Yoga was an everyday meditative and physical practice in my life, for decades.  Then, one day, when I was no more worried about my situation than any other day, I popped up from a yoga practice and discovered that my life wasn't what I thought it was at all.  Ex-husband-related drama ensued, but let's just say that decades of skillful deception became visible with a single email.

I did not in any way connect this with yoga.  What kind of sense would that make?  But whenever I would try to practice after that, there would be panic.  It wasn't a full-blown panic attack, but yoga stopped being pleasant.  Somehow, in some limbic center of my brain, a connection between terrible things and yoga had been made.  I stopped doing yoga.  And here we are.

My body is stiff and ache-y.  The arthritis in my hands is poorly managed, and my knees are just an embarrassment.  I feel scattered and distracted.  If people my age accept these feelings as the normal developments of an aging body and mind, then seriously.... I am super sorry.  But I just can't go there with you.  I know that yoga gets me around at least some of that.

Yesterday, for no particular reason, I accepted the invitation from an acquaintance to check out a new yoga studio in town.  I, who at one time had so many yoga mats that my daughter put me on a mat-diet, had to go buy a mat before class.  That was weird.  I almost left when the teacher revealed herself to be a former student of mine.  Cripes.  But there were only six people in the class, so slipping out was pretty much not an option.

The universe had conspired.  The invitation came at the right time.  I couldn't leave once I got there.  And all went well. The experience had no panic.  There weren't even any idle thoughts of that terrible time.  There was something resembling calm, and it's been a long time since I felt that.

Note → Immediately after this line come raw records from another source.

//! Customer and transfer entities exchanged with the record authority.

use crate::error::RecordError;
use crate::identity::{BusinessId, CustomerId, Timestamp, TransferId, UserId};
use crate::money::{round_money, Money};
use chrono::NaiveDate;
use rust_decimal::Decimal;
use serde::{Deserialize, Serialize};

// ============================================================================
// CUSTOMERS
// ============================================================================

/// A persisted customer.
#[derive(Debug, Clone, PartialEq, Eq, Serialize, Deserialize)]
pub struct Customer {
    pub customer_id: CustomerId,
    pub business_id: BusinessId,
    pub full_name: String,
    pub document_number: String,
    pub date_of_birth: Option<NaiveDate>,
    pub email: Option<String>,
    pub phone: Option<String>,
    pub fiscal_code: Option<String>,
    pub address: Option<String>,
    pub created_at: Timestamp,
    pub updated_at: Timestamp,
}

/// Sanitized, validated payload for creating a customer.
#[derive(Debug, Clone, PartialEq, Eq, Serialize, Deserialize)]
pub struct NewCustomer {
    pub business_id: BusinessId,
    pub full_name: String,
    pub document_number: String,
    pub date_of_birth: Option<NaiveDate>,
    pub email: Option<String>,
    pub phone: Option<String>,
    pub fiscal_code: Option<String>,
    pub address: Option<String>,
}

/// Sanitized, validated changes to an existing customer.
///
/// `None` leaves the stored value untouched.
#[derive(Debug, Clone, Default, PartialEq, Eq, Serialize, Deserialize)]
pub struct CustomerPatch {
    #[serde(skip_serializing_if = "Option::is_none")]
    pub full_name: Option<String>,
    #[serde(skip_serializing_if = "Option::is_none")]
    pub document_number: Option<String>,
    #[serde(skip_serializing_if = "Option::is_none")]
    pub date_of_birth: Option<NaiveDate>,
    #[serde(skip_serializing_if = "Option::is_none")]
    pub email: Option<String>,
    #[serde(skip_serializing_if = "Option::is_none")]
    pub phone: Option<String>,
    #[serde(skip_serializing_if = "Option::is_none")]
    pub fiscal_code: Option<String>,
    #[serde(skip_serializing_if = "Option::is_none")]
    pub address: Option<String>,
}

impl CustomerPatch {
    /// Whether any field is set.
    pub fn has_any_updates(&self) -> bool {
        self.full_name.is_some()
            || self.document_number.is_some()
            || self.date_of_birth.is_some()
            || self.email.is_some()
            || self.phone.is_some()
            || self.fiscal_code.is_some()
            || self.address.is_some()
    }

    /// Apply the patch to a customer in place.
    pub fn apply_to(&self, customer: &mut Customer) {
        if let Some(v) = &self.full_name {
            customer.full_name = v.clone();
        }
        if let Some(v) = &self.document_number {
            customer.document_number = v.clone();
        }
        if let Some(v) = self.date_of_birth {
            customer.date_of_birth = Some(v);
        }
        if let Some(v) = &self.email {
            customer.email = Some(v.clone());
        }
        if let Some(v) = &self.phone {
            customer.phone = Some(v.clone());
        }
        if let Some(v) = &self.fiscal_code {
            customer.fiscal_code = Some(v.clone());
        }
        if let Some(v) = &self.address {
            customer.address = Some(v.clone());
        }
    }
}

// ============================================================================
// TRANSFERS
// ============================================================================

/// Amount breakdown of a transfer.
///
/// `net_amount` is what counts against the rolling ceiling: when the quoted
/// amount already bundles the commission, the commission is subtracted.
#[derive(Debug, Clone, Copy, PartialEq, Eq, Serialize, Deserialize)]
#[serde(try_from = "TransferRecordRepr", into = "TransferRecordRepr")]
pub struct TransferRecord {
    amount: Money,
    commission_amount: Money,
    commission_included: bool,
    net_amount: Money,
}

#[derive(Serialize, Deserialize)]
struct TransferRecordRepr {
    amount: Money,
    commission_amount: Money,
    commission_included: bool,
    net_amount: Money,
}

impl TransferRecord {
    /// Build a record, deriving the net amount.
    pub fn new(
        amount: Money,
        commission_amount: Money,
        commission_included: bool,
    ) -> Result<Self, RecordError> {
        let amount = round_money(amount);
        let commission_amount = round_money(commission_amount);

        if amount < Decimal::ZERO {
            return Err(RecordError::AmountOutOfRange {
                amount,
                ceiling: Decimal::MAX,
            });
        }
        if commission_amount < Decimal::ZERO {
            return Err(RecordError::NegativeCommission {
                commission: commission_amount,
            });
        }
        if commission_included && commission_amount > amount {
            return Err(RecordError::CommissionExceedsAmount {
                commission: commission_amount,
                amount,
            });
        }

        let net_amount = if commission_included {
            amount - commission_amount
        } else {
            amount
        };

        Ok(Self {
            amount,
            commission_amount,
            commission_included,
            net_amount,
        })
    }

    /// Reject records whose gross amount exceeds the ceiling.
    pub fn ensure_within(&self, ceiling: Money) -> Result<(), RecordError> {
        if self.amount > ceiling {
            return Err(RecordError::AmountOutOfRange {
                amount: self.amount,
                ceiling,
            });
        }
        Ok(())
    }

    pub fn amount(&self) -> Money {
        self.amount
    }

    pub fn commission_amount(&self) -> Money {
        self.commission_amount
    }

    pub fn commission_included(&self) -> bool {
        self.commission_included
    }

    /// The amount counted against the rolling ceiling.
    pub fn net_amount(&self) -> Money {
        self.net_amount
    }
}

impl TryFrom<TransferRecordRepr> for TransferRecord {
    type Error = RecordError;

    fn try_from(repr: TransferRecordRepr) -> Result<Self, Self::Error> {
        let record = Self::new(repr.amount, repr.commission_amount, repr.commission_included)?;
        if round_money(repr.net_amount) != record.net_amount {
            return Err(RecordError::NetAmountMismatch {
                stored: repr.net_amount,
                computed: record.net_amount,
            });
        }
        Ok(record)
    }
}

impl From<TransferRecord> for TransferRecordRepr {
    fn from(record: TransferRecord) -> Self {
        Self {
            amount: record.amount,
            commission_amount: record.commission_amount,
            commission_included: record.commission_included,
            net_amount: record.net_amount,
        }
    }
}

/// A persisted transfer.
#[derive(Debug, Clone, PartialEq, Eq, Serialize, Deserialize)]
pub struct Transfer {
    pub transfer_id: TransferId,
    pub business_id: BusinessId,
    pub customer_id: CustomerId,
    pub created_by: UserId,
    pub document_number: String,
    pub recipient_name: String,
    pub recipient_country: Option<String>,
    #[serde(flatten)]
    pub record: TransferRecord,
    pub notes: Option<String>,
    pub created_at: Timestamp,
}

/// Sanitized, validated payload for recording a transfer.
#[derive(Debug, Clone, PartialEq, Eq, Serialize, Deserialize)]
pub struct NewTransfer {
    pub business_id: BusinessId,
    pub customer_id: CustomerId,
    pub created_by: UserId,
    pub document_number: String,
    pub recipient_name: String,
    pub recipient_country: Option<String>,
    #[serde(flatten)]
    pub record: TransferRecord,
    pub notes: Option<String>,
}
//! RemitCap API - Compliance Service Facade
//!
//! The layer the dashboard talks to. It composes input hygiene from
//! `remitcap-guard`, the cache from `remitcap-storage` and an external
//! authority (behind the traits in [`authority`]) into operations that always
//! resolve to a uniform `{ data, error }` [`ServiceResponse`].
//!
//! The authority is the source of truth for the rolling-window limit. This
//! crate caches its answers briefly and never recomputes them.

pub mod authority;
pub mod error;
pub mod flow;
pub mod response;
pub mod rpc;
pub mod security;
pub mod service;
pub mod telemetry;

// Re-export commonly used types
pub use authority::{EligibilityAuthority, RecordAuthority};
pub use error::{ErrorCode, ServiceError, ServiceResult};
pub use flow::{CheckTicket, FlowState, TransferFlow};
pub use response::ServiceResponse;
pub use rpc::{
    RpcComplianceAuthority, RpcTransport, CHECK_ELIGIBILITY_FN, CREATE_CUSTOMER_FN,
    CREATE_TRANSFER_FN, CUSTOMERS_BY_BUSINESS_FN, CUSTOMER_BY_ID_FN, SEARCH_CUSTOMERS_FN,
    TRANSFERS_BY_BUSINESS_FN, TRANSFERS_BY_CUSTOMER_FN, UPDATE_CUSTOMER_FN,
};
pub use security::{SecurityAlert, SecuritySink, TracingSecuritySink};
pub use service::ComplianceService;
pub use telemetry::{init_tracing, LogFormat, TelemetryConfig};
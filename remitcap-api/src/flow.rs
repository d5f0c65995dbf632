//! State machine for the "check eligibility, then submit" UI flow.
//!
//! ```text
//! Idle -> Checking -> { Eligible, Ineligible } -> Submitting -> { Committed, Failed }
//! ```
//!
//! Every check is stamped with a generation. Starting a new check (the user
//! edited the amount) bumps the generation, so a result that arrives for an
//! older ticket is discarded instead of overwriting the newer state.

use crate::error::{ServiceError, ServiceResult};
use remitcap_core::{EligibilityResult, Money, Transfer};
use tracing::debug;

/// Identifies one eligibility check.
#[derive(Debug, Clone, Copy, PartialEq, Eq)]
pub struct CheckTicket {
    generation: u64,
    amount: Money,
}

impl CheckTicket {
    pub fn amount(&self) -> Money {
        self.amount
    }
}

#[derive(Debug, Clone, PartialEq, Eq)]
pub enum FlowState {
    Idle,
    Checking { amount: Money },
    Eligible(EligibilityResult),
    Ineligible(EligibilityResult),
    Submitting { amount: Money },
    Committed(Transfer),
    Failed { message: String },
}

impl FlowState {
    pub fn name(&self) -> &'static str {
        match self {
            FlowState::Idle => "idle",
            FlowState::Checking { .. } => "checking",
            FlowState::Eligible(_) => "eligible",
            FlowState::Ineligible(_) => "ineligible",
            FlowState::Submitting { .. } => "submitting",
            FlowState::Committed(_) => "committed",
            FlowState::Failed { .. } => "failed",
        }
    }

    pub fn is_terminal(&self) -> bool {
        matches!(self, FlowState::Committed(_) | FlowState::Failed { .. })
    }
}

/// One transfer attempt as seen by the UI.
#[derive(Debug, Clone)]
pub struct TransferFlow {
    state: FlowState,
    generation: u64,
    /// Amount of the last check that resolved to `Eligible`.
    approved_amount: Option<Money>,
}

impl Default for TransferFlow {
    fn default() -> Self {
        Self::new()
    }
}

impl TransferFlow {
    pub fn new() -> Self {
        Self {
            state: FlowState::Idle,
            generation: 0,
            approved_amount: None,
        }
    }

    pub fn state(&self) -> &FlowState {
        &self.state
    }

    /// Start (or restart) a check. Any check still in flight becomes stale.
    pub fn begin_check(&mut self, amount: Money) -> ServiceResult<CheckTicket> {
        if let FlowState::Submitting { .. } = self.state {
            return Err(ServiceError::invalid_state(
                "Cannot check eligibility while a transfer is being submitted",
            ));
        }
        self.generation += 1;
        self.approved_amount = None;
        self.state = FlowState::Checking { amount };
        debug!(generation = self.generation, %amount, "eligibility check started");
        Ok(CheckTicket {
            generation: self.generation,
            amount,
        })
    }

    /// Apply a check result. Returns `false` when the ticket is stale and the
    /// result was dropped.
    pub fn resolve_check(
        &mut self,
        ticket: CheckTicket,
        result: ServiceResult<EligibilityResult>,
    ) -> bool {
        let current = ticket.generation == self.generation
            && matches!(self.state, FlowState::Checking { .. });
        if !current {
            debug!(
                ticket = ticket.generation,
                current = self.generation,
                "stale eligibility result discarded"
            );
            return false;
        }

        self.state = match result {
            Ok(verdict) if verdict.can_transfer => {
                self.approved_amount = Some(ticket.amount);
                FlowState::Eligible(verdict)
            }
            Ok(verdict) => FlowState::Ineligible(verdict),
            Err(e) => FlowState::Failed { message: e.message },
        };
        true
    }

    /// Move to `Submitting`; only allowed from `Eligible`.
    pub fn begin_submit(&mut self) -> ServiceResult<Money> {
        match (&self.state, self.approved_amount) {
            (FlowState::Eligible(_), Some(amount)) => {
                self.state = FlowState::Submitting { amount };
                Ok(amount)
            }
            (state, _) => Err(ServiceError::invalid_state(format!(
                "Cannot submit from state '{}'",
                state.name()
            ))),
        }
    }

    /// Record the outcome of the submission.
    pub fn finish_submit(&mut self, result: ServiceResult<Transfer>) -> ServiceResult<()> {
        if !matches!(self.state, FlowState::Submitting { .. }) {
            return Err(ServiceError::invalid_state(format!(
                "No submission in progress (state '{}')",
                self.state.name()
            )));
        }
        self.state = match result {
            Ok(transfer) => FlowState::Committed(transfer),
            Err(e) => FlowState::Failed { message: e.message },
        };
        Ok(())
    }

    /// Back to `Idle`, dropping any in-flight check.
    pub fn reset(&mut self) {
        self.generation += 1;
        self.approved_amount = None;
        self.state = FlowState::Idle;
    }
}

Which is not quite the same thing as saying that my conscious mind was still.  Oh My Heavenly Days.  Apparently my physical and cognitive non-fidgeting skills need a little polish-up.  As my monkey-mind chattered away at me, I realized that this must be what it feels like to be dis-connected from one's body.  I thought of Sir Ken Robinson's amusing claim that academics are profoundly dis-embodied, thinking of their bodies as simply the vehicle for getting their brains to the next meeting.

I never thought that applied to me.  Yet, I clearly have not been living a life of yogic balance - not by a long shot.  I think I've been using my body subconsciously/on purpose to distance myself from people and things that frighten me.

The thing about yoga is that it invites me to be kinder to my body, to celebrate what it can do -whatever that is.  My body is neither my adversary nor my protection from scary things.  It's me, just as much as my brain is.  I need to stop seeing myself as separate parts and remain in conversation with ALL of me.  So, I'll go back to yoga.

Does that make ANY sense?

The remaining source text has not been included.